At Columbia University, students told Jewish students to “Go back to Poland.” At Brown, someone broke into Jewish students’ residence, leaving a note that read: “Those that live for death will die by their own hand.” At Yale, an activist hit a Jewish student with the pole of a Palestinian flag. At Cornell, a student threatened to attack the kosher dining hall on campus and shoot and stab Jewish students.
This sickening behavior is not just anti-Israel and pro-Palestine. It’s antisemitic and pro-Hamas. Students on Ivy League campuses are calling for terrorism and genocide.

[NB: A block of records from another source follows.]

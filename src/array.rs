//! Raw growable buffer shared by the vector, string-array and hash-map types.
//!
//! The `(data, len, capacity)` triple is `#[repr(C)]` because the Rill
//! compiler reads these fields by offset in emitted IR. Allocation goes
//! through `std::alloc` with explicit layouts; every fallible path returns
//! a value instead of panicking so failures can be reported through the
//! C ABI as sentinels.

use std::alloc::{Layout, alloc, alloc_zeroed, dealloc};
use std::{mem, ptr};

/// A growable array of `T` with an owned heap region.
///
/// The empty state is `(null, 0, 0)`; no allocation happens until the
/// first push or an explicit `with_capacity`.
#[repr(C)]
#[derive(Debug)]
pub struct RawBuf<T> {
    pub data: *mut T,
    pub len: usize,
    pub capacity: usize,
}

impl<T> RawBuf<T> {
    /// Create an empty buffer without allocating.
    pub const fn empty() -> Self {
        Self {
            data: ptr::null_mut(),
            len: 0,
            capacity: 0,
        }
    }

    /// Create a buffer with room for `capacity` elements.
    ///
    /// Returns `None` when the allocation fails or the size overflows.
    pub fn with_capacity(capacity: usize) -> Option<Self> {
        if capacity == 0 {
            return Some(Self::empty());
        }
        let data = alloc_array::<T>(capacity)?;
        Some(Self {
            data,
            len: 0,
            capacity,
        })
    }

    pub fn len(&self) -> usize {
        self.len
    }

    pub fn is_empty(&self) -> bool {
        self.len == 0
    }

    /// Grow to exactly `new_capacity` elements, copying the live prefix.
    ///
    /// A `new_capacity` at or below the current capacity is rejected.
    /// On allocation failure the buffer is left untouched.
    pub fn grow_to(&mut self, new_capacity: usize) -> bool {
        if new_capacity <= self.capacity {
            return false;
        }
        let Some(new_data) = alloc_array::<T>(new_capacity) else {
            return false;
        };
        if !self.data.is_null() {
            unsafe {
                ptr::copy_nonoverlapping(self.data, new_data, self.len);
                dealloc_array(self.data, self.capacity);
            }
        }
        self.data = new_data;
        self.capacity = new_capacity;
        true
    }

    /// Append an element, doubling the capacity on overflow (first
    /// allocation is 4 elements). Returns false when growth fails.
    pub fn push(&mut self, value: T) -> bool {
        if self.len >= self.capacity {
            let new_capacity = if self.capacity == 0 {
                4
            } else {
                self.capacity * 2
            };
            if !self.grow_to(new_capacity) {
                return false;
            }
        }
        unsafe {
            self.data.add(self.len).write(value);
        }
        self.len += 1;
        true
    }

    /// Remove and return the last element.
    pub fn pop(&mut self) -> Option<T> {
        if self.len == 0 {
            return None;
        }
        self.len -= 1;
        Some(unsafe { self.data.add(self.len).read() })
    }

    /// Borrow a pointer to element `index`, or null when out of range.
    ///
    /// The pointer is invalidated by any subsequent mutation.
    pub fn get_ptr(&self, index: usize) -> *mut T {
        if index >= self.len {
            return ptr::null_mut();
        }
        unsafe { self.data.add(index) }
    }

    /// Drop the length to zero without releasing memory.
    pub fn clear(&mut self) {
        self.len = 0;
    }

    /// Release the owned heap region. Elements are not dropped; callers
    /// that own heap elements must release them first.
    pub fn release(&mut self) {
        if !self.data.is_null() {
            unsafe {
                dealloc_array(self.data, self.capacity);
            }
            self.data = ptr::null_mut();
        }
        self.len = 0;
        self.capacity = 0;
    }
}

/// Allocate an uninitialized array of `count` elements of `T`.
pub fn alloc_array<T>(count: usize) -> Option<*mut T> {
    let layout = array_layout::<T>(count)?;
    let data = unsafe { alloc(layout) as *mut T };
    if data.is_null() { None } else { Some(data) }
}

/// Allocate a zero-filled array of `count` elements of `T`.
pub fn alloc_zeroed_array<T>(count: usize) -> Option<*mut T> {
    let layout = array_layout::<T>(count)?;
    let data = unsafe { alloc_zeroed(layout) as *mut T };
    if data.is_null() { None } else { Some(data) }
}

/// Release an array previously allocated for `count` elements of `T`.
///
/// # Safety
///
/// `data` must come from `alloc_array`/`alloc_zeroed_array` with the same
/// `count`, and must not be used afterwards.
pub unsafe fn dealloc_array<T>(data: *mut T, count: usize) {
    if data.is_null() || count == 0 {
        return;
    }
    if let Some(layout) = array_layout::<T>(count) {
        unsafe {
            dealloc(data as *mut u8, layout);
        }
    }
}

fn array_layout<T>(count: usize) -> Option<Layout> {
    let size = mem::size_of::<T>().checked_mul(count)?;
    Layout::from_size_align(size, mem::align_of::<T>()).ok()
}

#[cfg(test)]
mod tests {
    use super::*;

    #[test]
    fn empty_buffer_has_no_allocation() {
        let buf: RawBuf<i32> = RawBuf::empty();
        assert!(buf.data.is_null());
        assert_eq!(buf.len(), 0);
        assert_eq!(buf.capacity, 0);
    }

    #[test]
    fn push_grows_from_four() {
        let mut buf: RawBuf<i32> = RawBuf::empty();
        for i in 0..5 {
            assert!(buf.push(i));
        }
        assert_eq!(buf.len(), 5);
        assert_eq!(buf.capacity, 8); // 4 doubled once
        for i in 0..5 {
            let p = buf.get_ptr(i as usize);
            assert!(!p.is_null());
            assert_eq!(unsafe { *p }, i);
        }
        buf.release();
    }

    #[test]
    fn pop_returns_last_and_shrinks_len() {
        let mut buf: RawBuf<i32> = RawBuf::empty();
        buf.push(1);
        buf.push(2);
        assert_eq!(buf.pop(), Some(2));
        assert_eq!(buf.pop(), Some(1));
        assert_eq!(buf.pop(), None);
        buf.release();
    }

    #[test]
    fn grow_to_rejects_smaller_capacity() {
        let mut buf: RawBuf<i32> = RawBuf::with_capacity(8).unwrap();
        assert!(!buf.grow_to(8));
        assert!(!buf.grow_to(4));
        assert!(buf.grow_to(16));
        assert_eq!(buf.capacity, 16);
        buf.release();
    }

    #[test]
    fn clear_keeps_capacity() {
        let mut buf: RawBuf<i32> = RawBuf::empty();
        for i in 0..10 {
            buf.push(i);
        }
        let cap = buf.capacity;
        buf.clear();
        assert_eq!(buf.len(), 0);
        assert_eq!(buf.capacity, cap);
        buf.release();
    }

    #[test]
    fn zeroed_array_is_zeroed() {
        let data = alloc_zeroed_array::<u64>(16).unwrap();
        for i in 0..16 {
            assert_eq!(unsafe { *data.add(i) }, 0);
        }
        unsafe { dealloc_array(data, 16) };
    }
}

It’s disappointing that terrorist sympathizers on college campuses are getting classes and commencements canceled. It’s disturbing that any of these students would express antisemitic views and threaten violence. But the extremism on campuses is just a symptom of the shift in generational views on the state of Israel. According to a poll released last month, Americans under 30 are more likely to sympathize with the Palestinian people than the Israeli people, a significant change from older generations who mainly sympathize with Israelis.
Israel is our strongest ally in the Middle East, and our nations share common interests and values. America cannot abandon our ally in a crucial time of need. If young people can’t recognize Israel’s right to self-defense, will they recognize our own? And if they do not recognize Israeli leadership’s value of life and freedom — contrasted with terror groups — they will not understand the importance of American leadership in the world.
The Biden administration is only validating American youth’s newfound skepticism of — and even outright hostility for — the state of Israel.
On Tuesday, President Biden mourned antisemitism in front of Holocaust survivors and Jewish families at a Holocaust Remembrance Day event. But those words ring desperately hollow in view of his actions.
After the October 7th massacre, the president said he supported Israel’s right to defend itself as a sovereign nation. But now he’s denying the embattled state the military aid it needs to destroy Hamas. The President has already paused shipments of key munitions and threatened to withhold even more if Israel conducts a ground operation in Rafah.
President Biden’s betrayal of Israel is unforgiveable. Not only has he looked the other way as antisemitism rages across campuses — he’s denying weapons shipments to a nation fighting for its very right to exist. If the president does not stand with Israel, his words of sympathy are empty.